Context and challenges
In Haiti, one of the most vulnerable countries to natural disasters and earthquakes, structural deficiencies, that limit access to basic services and increase the chronic vulnerability of populations, are exacerbated by the profound weakness of state institutions. In 2018, more than 6 million Haitians, namely 59 % of the global population, lie below the poverty line of 2.41 USD a day.
The public health system lacks the resources to meet the health needs of Haitian citizens. Public expenditure on health remains among the lowest in the world, at 2% of Haitian GDP. Only 31% of the Haitian population has access to health care, due to the shortage of health professionals (there is currently one doctor and 1.8 nurses per 10,000 inhabitants), and the lack of medicines and medical equipment.
Road infrastructure is scarce and precarious, limiting people’s access to health services. Lack of road safety is a constant problem and accidents are often particularly fatal due to the lack of functional emergency services. Those in need of emergency care in Port-au-Prince often wait hours before an ambulance arrives. Most people choose to go directly to the health centre rather than call an ambulance, taking the first available vehicle. Although ambulances have the potential to improve access to services, they have significant limitations and the resources required to operate them are considerable.
In addition, the information needed to access health care services is not always available. Even when health services are available, people do not always know which service to consult, or how to consult it.
In this context, the role of the Haitian Red Cross (HRC) is extremely important because volunteers, as close as possible to the population, can disseminate and bring health information to communities, within households themselves, and thus remove some of the barriers to accessing appropriate information on health care and issues. Although they are not health professionals, volunteers can share essential basic hygiene information, which can help control the spread of diseases and epidemics. HRC volunteers, particularly in emergency situations, are also important points of contact and information within communities to improve knowledge and access to health services through the provision of first aid and referral to appropriate health facilities and services.

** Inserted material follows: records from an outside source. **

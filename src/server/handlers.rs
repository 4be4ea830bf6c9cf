//! Read API handlers.

use axum::{
    extract::{Path, Query, State},
    http::{header, StatusCode},
    response::{IntoResponse, Response},
    Json,
};
use chrono::Utc;
use percent_encoding::percent_decode_str;
use serde::Deserialize;
use tracing::{debug, error};

use crate::{
    catalog::IndexStatus,
    domain::{
        HealthResponse, NotImplementedResponse, OfficialMeta, PingResponse, ServerMeta,
        ServerResponse, ServerVersionsResponse, VersionEntry, VersionResponse,
    },
    error::RegistryError,
    metrics::CatalogGauges,
    server::{error, AppState},
    version,
};

const INDEX_UNAVAILABLE_DETAIL: &str =
    "Index not available. Ensure index.yaml exists and is valid.";

pub async fn health(State(state): State<AppState>) -> Response {
    let index_status = state.catalog.index_status();
    let status = if index_status == IndexStatus::Valid {
        "ok"
    } else {
        "degraded"
    };

    Json(HealthResponse {
        status: status.to_string(),
        repo_url: state.store.repo_url().to_string(),
        branch: state.store.branch().to_string(),
        commit_sha: state.store.head().await,
        last_sync_at: state.catalog.last_sync_at(),
        index_status: index_status.as_str().to_string(),
        server_count: state.catalog.server_count(),
        cache_stats: state.catalog.cache_stats(),
    })
    .into_response()
}

pub async fn ping() -> Json<PingResponse> {
    Json(PingResponse { pong: true })
}

pub async fn version() -> Json<VersionResponse> {
    Json(VersionResponse {
        version: version::VERSION.to_string(),
        git_commit: version::GIT_COMMIT.to_string(),
        build_time: version::BUILD_TIME.to_string(),
    })
}

#[derive(Debug, Deserialize)]
pub struct ListQuery {
    #[serde(default)]
    cursor: String,
    /// Parsed leniently: absent or unparsable values fall back to the
    /// default page size.
    limit: Option<String>,
}

pub async fn list_servers(
    State(state): State<AppState>,
    Query(query): Query<ListQuery>,
) -> Response {
    let limit = query
        .limit
        .as_deref()
        .and_then(|raw| raw.parse::<i64>().ok())
        .unwrap_or(0);

    match state.catalog.list(&query.cursor, limit).await {
        Ok(page) => (StatusCode::OK, Json(page)).into_response(),
        Err(RegistryError::Unavailable) => error::service_unavailable(INDEX_UNAVAILABLE_DETAIL),
        Err(err) => {
            error!(error = %err, "failed to list servers");
            error::internal_error("failed to list servers")
        }
    }
}

pub async fn get_server(State(state): State<AppState>, Path(name): Path<String>) -> Response {
    let decoded = decode_name(&name);

    match state.catalog.get(&decoded).await {
        Ok(manifest) => (
            StatusCode::OK,
            Json(ServerResponse {
                server: (*manifest).clone(),
                meta: Some(official_meta(&state)),
            }),
        )
            .into_response(),
        Err(err) => lookup_error(&decoded, err),
    }
}

/// Only the current commit's view is served, so a single version exists.
pub async fn get_server_versions(
    State(state): State<AppState>,
    Path(name): Path<String>,
) -> Response {
    let decoded = decode_name(&name);

    match state.catalog.get(&decoded).await {
        Ok(manifest) => (
            StatusCode::OK,
            Json(ServerVersionsResponse {
                server_name: manifest.name.clone(),
                versions: vec![VersionEntry {
                    version: manifest.version.clone(),
                    is_latest: true,
                }],
            }),
        )
            .into_response(),
        Err(err) => lookup_error(&decoded, err),
    }
}

pub async fn get_server_version(
    State(state): State<AppState>,
    Path((name, requested)): Path<(String, String)>,
) -> Response {
    let decoded = decode_name(&name);

    let manifest = match state.catalog.get(&decoded).await {
        Ok(manifest) => manifest,
        Err(err) => return lookup_error(&decoded, err),
    };

    if requested != "latest" && requested != manifest.version {
        return error::not_found(
            "Version not found. This registry only serves the latest version.",
        );
    }

    (
        StatusCode::OK,
        Json(ServerResponse {
            server: (*manifest).clone(),
            meta: Some(official_meta(&state)),
        }),
    )
        .into_response()
}

pub async fn not_implemented() -> Response {
    (
        StatusCode::NOT_IMPLEMENTED,
        Json(NotImplementedResponse {
            status: StatusCode::NOT_IMPLEMENTED.as_u16(),
            title: "Not Implemented".to_string(),
            detail: "This registry is read-only. Server definitions are managed through a \
                     pull-request workflow."
                .to_string(),
            see_also: "Submit a pull request to the registry repository to add or update servers."
                .to_string(),
        }),
    )
        .into_response()
}

pub async fn metrics(State(state): State<AppState>) -> Response {
    let (cache_hits, cache_misses) = state.catalog.cache_counters();
    let cache_stats = state.catalog.cache_stats();
    let gauges = CatalogGauges {
        servers_total: state.catalog.server_count(),
        cache_size: cache_stats.size,
        cache_capacity: cache_stats.capacity,
        cache_hits,
        cache_misses,
        index_valid: state.catalog.index_status() == IndexStatus::Valid,
    };

    (
        [(header::CONTENT_TYPE, "text/plain; version=0.0.4")],
        state.metrics.render(&gauges),
    )
        .into_response()
}

pub async fn fallback() -> Response {
    error::not_found("Resource not found")
}

fn official_meta(state: &AppState) -> ServerMeta {
    ServerMeta {
        official: Some(OfficialMeta {
            status: "active".to_string(),
            published_at: state.catalog.last_sync_at().unwrap_or_else(Utc::now),
            is_latest: true,
        }),
    }
}

fn lookup_error(name: &str, err: RegistryError) -> Response {
    match err {
        RegistryError::Unavailable => error::service_unavailable(INDEX_UNAVAILABLE_DETAIL),
        RegistryError::NotFound(_) => error::not_found(format!("Server not found: {name}")),
        err => {
            debug!(name, error = %err, "server lookup failed");
            error::not_found(format!("Server not found: {name}"))
        }
    }
}

fn decode_name(name: &str) -> String {
    percent_decode_str(name)
        .decode_utf8()
        .map(|decoded| decoded.into_owned())
        .unwrap_or_else(|_| name.to_string())
}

However, HRC volunteers do not necessarily have an easy access to the information required to provide relevant and timely referral services to their communities. That is why, at the request of the CHR, the Canadian Red Cross (CRC) has been working to improve a mobile application created a few years ago by the International Federation of Red Cross and Red Crescent Societies (IFRC), with the aim of making key information more easily accessible to CHR volunteers.

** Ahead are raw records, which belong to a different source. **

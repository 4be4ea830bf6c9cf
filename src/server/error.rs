//! HTTP error response helpers.
//!
//! Every error body has the same shape: `{status, title, detail}`.

use axum::{
    http::StatusCode,
    response::{IntoResponse, Response},
    Json,
};

use crate::domain::ErrorResponse;

pub fn bad_request(detail: impl Into<String>) -> Response {
    create_error(StatusCode::BAD_REQUEST, detail)
}

pub fn unauthorized(detail: impl Into<String>) -> Response {
    create_error(StatusCode::UNAUTHORIZED, detail)
}

pub fn not_found(detail: impl Into<String>) -> Response {
    create_error(StatusCode::NOT_FOUND, detail)
}

pub fn service_unavailable(detail: impl Into<String>) -> Response {
    create_error(StatusCode::SERVICE_UNAVAILABLE, detail)
}

pub fn internal_error(detail: impl Into<String>) -> Response {
    create_error(StatusCode::INTERNAL_SERVER_ERROR, detail)
}

pub fn create_error(status: StatusCode, detail: impl Into<String>) -> Response {
    (
        status,
        Json(ErrorResponse {
            status: status.as_u16(),
            title: status.canonical_reason().unwrap_or("Error").to_string(),
            detail: detail.into(),
            errors: vec![],
        }),
    )
        .into_response()
}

At the initiative of the Global Disaster Preparedness Center, the IFRC has developed a program offering “National Societies” access to two mobile applications for use by the general public and specific to each country. The “First Aid” application provides expert advice for managing most first aid emergencies, and the “Dangers” application provides information and advice on how to manage disasters and other situations beyond human control.
The CRC intends to enhance the “First Aid” application to make it a more useful tool for CHR volunteers, and thus develop the Haitian Red Cross’ capacity for health in emergency situations. Specifically, this project aims to add an additional module to the application to improve the Haitian Red Cross’ capacity to provide emergency care services including first aid, psychosocial support and referral support for cases of gender-based violence, and to improve access to emergency health services and epidemic prevention and control measures for men and women living in urban areas of Port-au-Prince.
Objectives and questions
The research will pursue two objectives, linked to the introduction of this innovation and responding to the need to investigate the right way to integrate it into the existing training system.
Although the application is an innovation with great potential as a training tool, not everyone has access to smartphones or sufficient digital literacy to benefit adequately from it in Haiti. Also, this tool is not intended to replace classroom training, but rather to complement it and serve as a resource for basic information. Thus, in order for it to be best adapted to the Haitian context and best integrated into the training provided by the CRH Training Center located in the Croix des prêts district of Port-au-Prince, it is essential to have a clear understanding of the way the centre operates and the methods used by it to transfer knowledge to trained people, including Red Cross volunteers. Who are the participants in these trainings? How do they work? Which methods are most appreciated by the participants of these courses? Do these methods ensure a subsequent application of the knowledge learned, particularly in first aid? What alternative methods would achieve better application of the knowledge provided in first aid?
90 people (75 volunteers and 15 staff) from the Haitian Red Cross in Port-au-Prince will soon be trained in the use of the new module of the “First Aid” application created by the Canadian Red Cross. Studying how this new tool is perceived and used by participants in this pilot phase would allow us to better adapt its content to the Haitian context and the profile of HRC volunteers. It will also provide an additional opportunity to understand the levers of use and non-use in Haiti of applications developed by the IFRC, as in previous research on the effectiveness of mobile applications in humanitarian contexts, including Haiti, and on the “First Aid” application. Indeed, although these applications have been in place for several years in Haiti, their content has been translated into Creole and the ownership of a smartphone is quite common, their use has not met with the expected success. However, a correct use of these applications would make it possible to meet some of the country’s health needs in an efficient and cost-effective way. What is the perception and use of the “First Aid” application and its new module by trainers and trained people at the Haitian Red Cross Training Centre? How do trainers integrate this tool into training courses? Why is the application so little used by people trained by the Haitian Red Cross Training Centre? The content of the application can be a source of brake. The research should determine whether the content should be modified to address Haitian issues or practices.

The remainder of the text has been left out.